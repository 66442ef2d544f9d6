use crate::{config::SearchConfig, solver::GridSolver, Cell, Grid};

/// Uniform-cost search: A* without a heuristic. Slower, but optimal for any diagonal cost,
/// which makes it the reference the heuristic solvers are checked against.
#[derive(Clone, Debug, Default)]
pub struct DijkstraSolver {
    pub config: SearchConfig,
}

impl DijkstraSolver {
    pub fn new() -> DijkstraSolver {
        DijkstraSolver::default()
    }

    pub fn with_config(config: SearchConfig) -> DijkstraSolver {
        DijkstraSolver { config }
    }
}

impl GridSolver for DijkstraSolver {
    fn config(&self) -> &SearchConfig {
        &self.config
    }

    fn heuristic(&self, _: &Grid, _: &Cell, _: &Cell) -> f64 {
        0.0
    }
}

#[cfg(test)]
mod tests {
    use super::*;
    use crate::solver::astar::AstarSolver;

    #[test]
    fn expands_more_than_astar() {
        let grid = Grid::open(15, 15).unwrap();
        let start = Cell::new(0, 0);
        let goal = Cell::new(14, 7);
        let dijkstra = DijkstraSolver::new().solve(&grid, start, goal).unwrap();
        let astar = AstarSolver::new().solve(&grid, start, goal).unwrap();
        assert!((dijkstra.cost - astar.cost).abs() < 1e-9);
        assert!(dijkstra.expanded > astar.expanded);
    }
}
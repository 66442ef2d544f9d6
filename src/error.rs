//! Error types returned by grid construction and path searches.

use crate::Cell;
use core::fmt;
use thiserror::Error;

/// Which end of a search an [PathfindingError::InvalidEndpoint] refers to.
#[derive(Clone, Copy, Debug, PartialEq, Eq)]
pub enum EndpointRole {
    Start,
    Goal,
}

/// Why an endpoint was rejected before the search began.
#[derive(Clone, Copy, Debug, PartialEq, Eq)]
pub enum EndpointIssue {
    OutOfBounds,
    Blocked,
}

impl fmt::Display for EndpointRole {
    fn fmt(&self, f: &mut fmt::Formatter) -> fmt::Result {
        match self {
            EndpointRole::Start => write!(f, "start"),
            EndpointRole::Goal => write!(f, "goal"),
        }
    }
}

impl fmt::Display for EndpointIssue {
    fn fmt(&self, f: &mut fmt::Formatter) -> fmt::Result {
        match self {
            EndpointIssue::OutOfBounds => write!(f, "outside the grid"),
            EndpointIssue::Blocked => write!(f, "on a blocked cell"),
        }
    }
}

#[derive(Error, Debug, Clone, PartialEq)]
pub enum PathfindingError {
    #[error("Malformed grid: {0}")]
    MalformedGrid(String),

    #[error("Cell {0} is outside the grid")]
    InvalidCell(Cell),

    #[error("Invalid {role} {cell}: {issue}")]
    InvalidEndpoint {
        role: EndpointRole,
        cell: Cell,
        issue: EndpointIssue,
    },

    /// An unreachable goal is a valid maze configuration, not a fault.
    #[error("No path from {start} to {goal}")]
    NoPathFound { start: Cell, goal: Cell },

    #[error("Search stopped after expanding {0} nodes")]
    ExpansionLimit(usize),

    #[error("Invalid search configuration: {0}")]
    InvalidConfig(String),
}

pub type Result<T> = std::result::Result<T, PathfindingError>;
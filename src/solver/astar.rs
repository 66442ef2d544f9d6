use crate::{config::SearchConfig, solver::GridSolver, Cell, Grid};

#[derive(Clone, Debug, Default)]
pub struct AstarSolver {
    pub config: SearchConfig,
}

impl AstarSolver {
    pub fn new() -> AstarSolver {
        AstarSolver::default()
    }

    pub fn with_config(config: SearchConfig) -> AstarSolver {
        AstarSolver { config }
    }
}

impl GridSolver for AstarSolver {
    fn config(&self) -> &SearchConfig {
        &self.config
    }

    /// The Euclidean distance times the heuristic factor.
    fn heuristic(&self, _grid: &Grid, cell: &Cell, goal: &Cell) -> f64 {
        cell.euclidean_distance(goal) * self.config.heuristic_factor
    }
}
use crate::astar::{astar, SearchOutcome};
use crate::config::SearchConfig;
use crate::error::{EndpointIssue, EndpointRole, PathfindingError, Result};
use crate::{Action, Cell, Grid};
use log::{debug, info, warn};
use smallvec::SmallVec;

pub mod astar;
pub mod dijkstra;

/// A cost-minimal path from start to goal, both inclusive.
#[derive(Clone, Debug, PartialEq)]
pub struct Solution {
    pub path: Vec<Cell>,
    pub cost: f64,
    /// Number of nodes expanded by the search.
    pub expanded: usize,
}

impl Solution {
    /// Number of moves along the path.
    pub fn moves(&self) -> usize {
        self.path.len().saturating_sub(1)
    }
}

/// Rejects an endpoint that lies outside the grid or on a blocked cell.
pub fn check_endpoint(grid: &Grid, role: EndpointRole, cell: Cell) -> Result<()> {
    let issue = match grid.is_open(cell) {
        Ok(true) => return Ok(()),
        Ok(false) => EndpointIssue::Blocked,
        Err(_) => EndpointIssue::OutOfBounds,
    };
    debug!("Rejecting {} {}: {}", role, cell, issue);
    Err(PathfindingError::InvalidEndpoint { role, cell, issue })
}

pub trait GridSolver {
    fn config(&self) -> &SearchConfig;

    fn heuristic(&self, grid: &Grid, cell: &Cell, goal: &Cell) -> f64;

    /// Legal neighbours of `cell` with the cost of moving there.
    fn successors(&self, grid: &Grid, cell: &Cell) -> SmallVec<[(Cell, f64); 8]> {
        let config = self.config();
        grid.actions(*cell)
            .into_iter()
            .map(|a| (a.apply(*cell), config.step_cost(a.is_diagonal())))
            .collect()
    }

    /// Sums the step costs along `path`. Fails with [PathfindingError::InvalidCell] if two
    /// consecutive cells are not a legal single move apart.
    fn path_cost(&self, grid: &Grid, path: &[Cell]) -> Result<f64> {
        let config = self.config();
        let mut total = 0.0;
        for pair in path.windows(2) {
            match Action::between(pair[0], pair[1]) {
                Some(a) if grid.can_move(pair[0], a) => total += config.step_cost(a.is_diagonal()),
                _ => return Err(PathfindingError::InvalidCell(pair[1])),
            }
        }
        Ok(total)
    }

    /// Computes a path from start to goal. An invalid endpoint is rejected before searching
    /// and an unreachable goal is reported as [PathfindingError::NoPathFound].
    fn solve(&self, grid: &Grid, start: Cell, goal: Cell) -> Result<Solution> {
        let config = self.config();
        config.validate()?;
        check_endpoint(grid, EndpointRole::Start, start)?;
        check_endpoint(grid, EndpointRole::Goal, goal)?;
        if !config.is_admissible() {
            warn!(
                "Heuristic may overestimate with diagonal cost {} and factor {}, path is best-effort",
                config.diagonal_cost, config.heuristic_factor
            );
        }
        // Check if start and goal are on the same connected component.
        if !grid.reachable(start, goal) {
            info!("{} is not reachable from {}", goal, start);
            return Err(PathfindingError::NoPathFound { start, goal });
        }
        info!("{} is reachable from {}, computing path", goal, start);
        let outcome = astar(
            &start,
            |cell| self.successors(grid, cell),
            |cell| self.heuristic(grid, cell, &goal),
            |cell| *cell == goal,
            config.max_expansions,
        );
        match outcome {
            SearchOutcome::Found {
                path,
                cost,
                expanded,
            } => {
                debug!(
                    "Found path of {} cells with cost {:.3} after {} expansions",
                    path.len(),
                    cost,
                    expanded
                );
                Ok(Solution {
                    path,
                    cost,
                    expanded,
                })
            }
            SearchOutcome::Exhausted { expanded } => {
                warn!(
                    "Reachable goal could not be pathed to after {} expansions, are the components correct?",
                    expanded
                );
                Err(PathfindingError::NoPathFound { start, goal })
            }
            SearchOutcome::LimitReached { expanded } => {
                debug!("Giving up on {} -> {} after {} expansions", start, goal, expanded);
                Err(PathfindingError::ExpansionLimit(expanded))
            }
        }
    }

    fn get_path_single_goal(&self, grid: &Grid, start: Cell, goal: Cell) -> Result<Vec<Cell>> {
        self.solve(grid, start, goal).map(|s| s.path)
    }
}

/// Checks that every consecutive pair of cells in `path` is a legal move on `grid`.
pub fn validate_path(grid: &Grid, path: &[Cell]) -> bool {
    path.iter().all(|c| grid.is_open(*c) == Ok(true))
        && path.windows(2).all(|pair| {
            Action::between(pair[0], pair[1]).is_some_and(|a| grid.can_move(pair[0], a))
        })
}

● ● ● ● ●

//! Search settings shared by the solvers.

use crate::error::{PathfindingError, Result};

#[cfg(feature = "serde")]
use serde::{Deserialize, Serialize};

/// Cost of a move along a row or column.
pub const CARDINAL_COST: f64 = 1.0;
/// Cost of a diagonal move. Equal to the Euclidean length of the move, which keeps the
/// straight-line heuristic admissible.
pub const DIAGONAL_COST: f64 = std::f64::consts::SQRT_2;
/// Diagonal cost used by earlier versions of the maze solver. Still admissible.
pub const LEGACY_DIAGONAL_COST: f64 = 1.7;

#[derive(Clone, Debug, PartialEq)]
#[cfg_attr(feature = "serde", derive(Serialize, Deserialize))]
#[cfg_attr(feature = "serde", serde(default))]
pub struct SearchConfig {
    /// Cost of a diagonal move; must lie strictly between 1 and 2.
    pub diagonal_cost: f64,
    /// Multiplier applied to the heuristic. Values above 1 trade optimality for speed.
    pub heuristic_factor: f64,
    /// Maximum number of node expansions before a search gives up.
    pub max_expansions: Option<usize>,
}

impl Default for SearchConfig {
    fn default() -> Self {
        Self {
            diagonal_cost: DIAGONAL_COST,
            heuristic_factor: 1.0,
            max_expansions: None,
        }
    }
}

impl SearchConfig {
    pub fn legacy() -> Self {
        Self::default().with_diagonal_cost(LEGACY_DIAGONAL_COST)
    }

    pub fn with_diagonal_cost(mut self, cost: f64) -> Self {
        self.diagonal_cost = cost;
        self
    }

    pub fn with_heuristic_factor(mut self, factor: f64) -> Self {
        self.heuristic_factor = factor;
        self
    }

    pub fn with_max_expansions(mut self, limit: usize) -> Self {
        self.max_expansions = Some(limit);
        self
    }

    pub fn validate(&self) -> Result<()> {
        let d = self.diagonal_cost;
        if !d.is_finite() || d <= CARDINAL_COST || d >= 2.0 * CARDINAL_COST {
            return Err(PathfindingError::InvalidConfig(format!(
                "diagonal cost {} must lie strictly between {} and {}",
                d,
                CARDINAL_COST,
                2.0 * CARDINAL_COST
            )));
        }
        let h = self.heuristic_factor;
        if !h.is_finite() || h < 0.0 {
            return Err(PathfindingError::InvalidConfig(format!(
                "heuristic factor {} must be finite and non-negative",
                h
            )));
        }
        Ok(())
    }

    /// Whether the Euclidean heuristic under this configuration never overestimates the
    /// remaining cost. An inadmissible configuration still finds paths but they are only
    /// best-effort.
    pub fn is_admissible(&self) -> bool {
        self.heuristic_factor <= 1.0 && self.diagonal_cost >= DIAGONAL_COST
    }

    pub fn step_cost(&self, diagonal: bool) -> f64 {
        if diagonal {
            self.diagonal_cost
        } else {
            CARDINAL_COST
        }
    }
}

● ● ● ● ●

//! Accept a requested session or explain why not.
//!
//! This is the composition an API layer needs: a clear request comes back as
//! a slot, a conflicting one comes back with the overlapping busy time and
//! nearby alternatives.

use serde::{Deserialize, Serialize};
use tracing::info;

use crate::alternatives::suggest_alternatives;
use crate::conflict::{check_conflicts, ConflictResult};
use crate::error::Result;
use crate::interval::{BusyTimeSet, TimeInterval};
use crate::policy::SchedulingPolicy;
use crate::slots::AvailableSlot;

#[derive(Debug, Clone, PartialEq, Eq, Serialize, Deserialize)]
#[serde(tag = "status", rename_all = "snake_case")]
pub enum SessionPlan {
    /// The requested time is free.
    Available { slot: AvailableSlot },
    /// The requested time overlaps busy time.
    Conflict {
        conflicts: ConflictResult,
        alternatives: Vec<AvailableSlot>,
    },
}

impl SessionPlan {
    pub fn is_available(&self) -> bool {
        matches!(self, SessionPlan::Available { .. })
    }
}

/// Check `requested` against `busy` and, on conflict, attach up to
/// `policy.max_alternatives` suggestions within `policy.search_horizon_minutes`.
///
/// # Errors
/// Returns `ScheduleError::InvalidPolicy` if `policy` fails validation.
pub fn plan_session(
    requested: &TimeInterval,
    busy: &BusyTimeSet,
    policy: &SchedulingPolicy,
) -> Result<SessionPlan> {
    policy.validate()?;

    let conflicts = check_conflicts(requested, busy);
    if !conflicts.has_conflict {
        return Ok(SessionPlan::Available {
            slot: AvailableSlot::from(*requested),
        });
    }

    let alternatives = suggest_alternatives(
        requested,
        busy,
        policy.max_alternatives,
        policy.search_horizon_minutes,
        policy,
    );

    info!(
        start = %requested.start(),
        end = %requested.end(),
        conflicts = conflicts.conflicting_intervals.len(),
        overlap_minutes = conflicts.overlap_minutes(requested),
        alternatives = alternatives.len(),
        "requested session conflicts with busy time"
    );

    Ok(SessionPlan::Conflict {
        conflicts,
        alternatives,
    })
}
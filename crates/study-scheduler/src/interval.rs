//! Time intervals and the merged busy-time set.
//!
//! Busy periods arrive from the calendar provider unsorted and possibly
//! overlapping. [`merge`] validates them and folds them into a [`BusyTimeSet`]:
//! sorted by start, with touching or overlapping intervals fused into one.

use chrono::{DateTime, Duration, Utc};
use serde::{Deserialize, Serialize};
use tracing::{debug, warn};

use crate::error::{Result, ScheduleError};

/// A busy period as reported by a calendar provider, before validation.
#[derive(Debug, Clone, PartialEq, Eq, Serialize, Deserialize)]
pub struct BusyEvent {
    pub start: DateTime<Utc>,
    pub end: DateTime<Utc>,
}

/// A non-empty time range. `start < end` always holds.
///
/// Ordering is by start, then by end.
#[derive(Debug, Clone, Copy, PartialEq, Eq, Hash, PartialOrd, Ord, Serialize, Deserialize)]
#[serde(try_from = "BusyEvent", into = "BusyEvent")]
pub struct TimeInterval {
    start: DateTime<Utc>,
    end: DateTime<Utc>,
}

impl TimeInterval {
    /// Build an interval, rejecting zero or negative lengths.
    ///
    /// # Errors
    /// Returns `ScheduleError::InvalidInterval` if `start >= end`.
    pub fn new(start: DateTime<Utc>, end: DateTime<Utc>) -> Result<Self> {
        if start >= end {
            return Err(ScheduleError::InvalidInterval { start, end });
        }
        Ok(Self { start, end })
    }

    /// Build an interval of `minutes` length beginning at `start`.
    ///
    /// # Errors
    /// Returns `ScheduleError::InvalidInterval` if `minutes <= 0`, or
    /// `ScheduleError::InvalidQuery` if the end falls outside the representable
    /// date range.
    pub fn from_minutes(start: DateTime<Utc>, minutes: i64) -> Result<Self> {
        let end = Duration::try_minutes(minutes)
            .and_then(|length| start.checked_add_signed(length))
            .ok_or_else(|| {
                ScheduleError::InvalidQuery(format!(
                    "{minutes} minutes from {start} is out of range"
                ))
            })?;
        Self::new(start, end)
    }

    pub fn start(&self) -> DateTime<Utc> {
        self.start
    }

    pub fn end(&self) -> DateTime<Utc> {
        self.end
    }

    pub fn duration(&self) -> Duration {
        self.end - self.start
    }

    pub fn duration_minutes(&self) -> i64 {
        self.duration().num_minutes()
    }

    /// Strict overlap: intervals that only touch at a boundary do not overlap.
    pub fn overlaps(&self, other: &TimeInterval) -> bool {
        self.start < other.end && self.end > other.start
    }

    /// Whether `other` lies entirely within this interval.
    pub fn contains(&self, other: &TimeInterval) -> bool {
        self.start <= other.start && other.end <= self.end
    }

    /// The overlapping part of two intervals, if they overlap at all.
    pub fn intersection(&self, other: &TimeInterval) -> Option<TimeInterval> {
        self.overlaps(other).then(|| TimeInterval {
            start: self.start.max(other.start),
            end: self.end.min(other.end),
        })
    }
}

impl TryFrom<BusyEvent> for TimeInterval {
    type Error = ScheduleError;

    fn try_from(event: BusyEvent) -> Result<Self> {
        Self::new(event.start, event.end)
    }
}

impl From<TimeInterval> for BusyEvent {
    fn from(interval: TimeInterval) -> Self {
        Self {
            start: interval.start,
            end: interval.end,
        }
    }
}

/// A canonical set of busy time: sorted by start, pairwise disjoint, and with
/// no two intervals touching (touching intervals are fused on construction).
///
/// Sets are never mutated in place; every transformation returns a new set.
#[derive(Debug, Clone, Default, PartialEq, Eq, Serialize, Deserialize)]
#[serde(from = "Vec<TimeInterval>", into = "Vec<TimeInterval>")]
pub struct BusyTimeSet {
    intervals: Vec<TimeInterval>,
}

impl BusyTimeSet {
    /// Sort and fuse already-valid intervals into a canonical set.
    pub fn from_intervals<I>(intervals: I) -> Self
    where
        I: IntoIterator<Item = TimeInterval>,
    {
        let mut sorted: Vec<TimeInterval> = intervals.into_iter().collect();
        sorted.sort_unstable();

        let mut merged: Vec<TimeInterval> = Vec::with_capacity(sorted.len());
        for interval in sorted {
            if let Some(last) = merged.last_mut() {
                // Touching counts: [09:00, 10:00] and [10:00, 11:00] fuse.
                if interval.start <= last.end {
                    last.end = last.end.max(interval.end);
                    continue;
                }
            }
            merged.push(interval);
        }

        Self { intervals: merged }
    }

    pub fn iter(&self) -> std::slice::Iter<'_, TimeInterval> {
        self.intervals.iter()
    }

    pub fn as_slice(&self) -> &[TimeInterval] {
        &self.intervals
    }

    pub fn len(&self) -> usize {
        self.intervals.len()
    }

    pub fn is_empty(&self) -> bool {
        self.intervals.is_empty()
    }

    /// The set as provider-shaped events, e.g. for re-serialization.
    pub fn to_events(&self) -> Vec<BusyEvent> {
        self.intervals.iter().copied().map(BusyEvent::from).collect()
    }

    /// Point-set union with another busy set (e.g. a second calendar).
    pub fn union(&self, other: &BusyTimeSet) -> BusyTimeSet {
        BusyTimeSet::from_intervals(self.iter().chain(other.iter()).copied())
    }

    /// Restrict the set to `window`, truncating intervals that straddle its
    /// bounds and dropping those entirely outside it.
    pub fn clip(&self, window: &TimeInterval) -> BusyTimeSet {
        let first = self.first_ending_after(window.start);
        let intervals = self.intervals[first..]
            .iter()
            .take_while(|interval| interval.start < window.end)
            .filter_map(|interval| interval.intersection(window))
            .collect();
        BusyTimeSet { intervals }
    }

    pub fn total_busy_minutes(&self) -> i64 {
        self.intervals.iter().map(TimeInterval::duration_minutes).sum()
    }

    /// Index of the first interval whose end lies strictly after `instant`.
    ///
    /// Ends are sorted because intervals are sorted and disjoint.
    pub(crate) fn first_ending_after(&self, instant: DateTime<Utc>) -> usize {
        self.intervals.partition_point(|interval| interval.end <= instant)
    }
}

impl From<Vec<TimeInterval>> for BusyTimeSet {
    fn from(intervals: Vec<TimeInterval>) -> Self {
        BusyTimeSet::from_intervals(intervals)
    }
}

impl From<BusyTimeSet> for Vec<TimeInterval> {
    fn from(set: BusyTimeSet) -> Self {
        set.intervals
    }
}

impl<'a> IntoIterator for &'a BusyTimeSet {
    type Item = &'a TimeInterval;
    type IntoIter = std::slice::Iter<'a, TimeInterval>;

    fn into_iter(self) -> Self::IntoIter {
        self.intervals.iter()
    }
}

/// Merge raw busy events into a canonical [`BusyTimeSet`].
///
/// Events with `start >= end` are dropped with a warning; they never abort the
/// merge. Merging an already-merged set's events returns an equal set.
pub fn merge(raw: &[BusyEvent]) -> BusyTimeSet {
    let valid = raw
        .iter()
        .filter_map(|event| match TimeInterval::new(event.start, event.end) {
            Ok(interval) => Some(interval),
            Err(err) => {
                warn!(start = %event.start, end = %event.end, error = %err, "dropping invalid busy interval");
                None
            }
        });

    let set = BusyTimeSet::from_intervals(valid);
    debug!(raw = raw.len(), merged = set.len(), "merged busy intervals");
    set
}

● ● ● ● ●

→ The task
With the first line being the one containing "self.start <= other.start" and the last line the one containing "if let Some(last)", transcribe exactly the lines above that fall in that range.

→ Finished exercise
        self.start <= other.start && other.end <= self.end
    }

    /// The overlapping part of two intervals, if they overlap at all.
    pub fn intersection(&self, other: &TimeInterval) -> Option<TimeInterval> {
        self.overlaps(other).then(|| TimeInterval {
            start: self.start.max(other.start),
            end: self.end.min(other.end),
        })
    }
}

impl TryFrom<BusyEvent> for TimeInterval {
    type Error = ScheduleError;

    fn try_from(event: BusyEvent) -> Result<Self> {
        Self::new(event.start, event.end)
    }
}

impl From<TimeInterval> for BusyEvent {
    fn from(interval: TimeInterval) -> Self {
        Self {
            start: interval.start,
            end: interval.end,
        }
    }
}

/// A canonical set of busy time: sorted by start, pairwise disjoint, and with
/// no two intervals touching (touching intervals are fused on construction).
///
/// Sets are never mutated in place; every transformation returns a new set.
#[derive(Debug, Clone, Default, PartialEq, Eq, Serialize, Deserialize)]
#[serde(from = "Vec<TimeInterval>", into = "Vec<TimeInterval>")]
pub struct BusyTimeSet {
    intervals: Vec<TimeInterval>,
}

impl BusyTimeSet {
    /// Sort and fuse already-valid intervals into a canonical set.
    pub fn from_intervals<I>(intervals: I) -> Self
    where
        I: IntoIterator<Item = TimeInterval>,
    {
        let mut sorted: Vec<TimeInterval> = intervals.into_iter().collect();
        sorted.sort_unstable();

        let mut merged: Vec<TimeInterval> = Vec::with_capacity(sorted.len());
        for interval in sorted {
            if let Some(last) = merged.last_mut() {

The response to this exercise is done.